Pop quiz, Concord readers, what were Joseph’s dreams about? How did he interpret Pharaoh’s dreams?

The reason I ask is that Joseph Chan, DS f or the Kompong Thom district in northern Cambodia has a dream. Joseph is a survivor of Pol Pot. He met his wife, Marilyn, in a refugee camp on the Thai border. They encountered Christ there amidst all the lost people. Eventually they escaped ti the U.S. where Joseph became a United Methodist pastor.

Joseph and Marilyn returned to Cambodia in the 1990s as missionaries. I remember them well from my visit 2 years ago. Marilyn has been a steadfast advocate for women’s ministry in Cambodia since they arrived.

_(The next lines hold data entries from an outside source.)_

// SPDX-License-Identifier: MIT

pub mod fat;
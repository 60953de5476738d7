// SPDX-License-Identifier: MIT

use core::fmt;

/// Result type for BlockIO operations.
pub type BlockIOResult<T = ()> = core::result::Result<T, BlockIOError>;

/// Error type for BlockIO operations.
#[derive(Debug, Clone, Copy, PartialEq, Eq)]
pub enum BlockIOError {
    Other(&'static str),
    OutOfBounds,
    Unsupported,
}

impl BlockIOError {
    pub fn msg(&self) -> &'static str {
        match self {
            BlockIOError::Other(msg) => msg,
            BlockIOError::OutOfBounds => "Out of bounds",
            BlockIOError::Unsupported => "Unsupported operation",
        }
    }
}

impl From<&'static str> for BlockIOError {
    #[inline]
    fn from(msg: &'static str) -> Self {
        BlockIOError::Other(msg)
    }
}

impl fmt::Display for BlockIOError {
    fn fmt(&self, f: &mut fmt::Formatter<'_>) -> fmt::Result {
        write!(f, "{}", self.msg())?;
        Ok(())
    }
}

I’m bringing home a book written about the to share.

Today I had my first moto (motorcycle) ride in Cambodia. We left Siem Reap, where we are staying, to go out in the country. I’ll write about the harrowing ride when I stop shaking. Anyway, Joseph dreams of a senior adult center near Siem Reap, complete with a sustainable agricultural community, a church (which has already been built), and a school. He showed me plans and described his dream in vivid terms.

Right now there is only a building frame, 2 ponds, a chicken coop, and a mango, but he sees the fully developed vision. In order to get to the plot, we had to take a hand tractor-driven trailer through waist deep flooded rice paddies. But Joseph sees not what is, but what can be, what will be by God’s grace.

In Genesis, Pharaoh dreamed of seven fat cows swallowed by seven skinny cows, interpreted by the biblical Joseph as a prophecy about abundant and lean years. Cambodia has been through the lean years, and now Joseph Chan sees the possibilities of abundant life for his people, abundant life promised in Jesus Christ.

Please join me in prayer for Joseph’s dreams.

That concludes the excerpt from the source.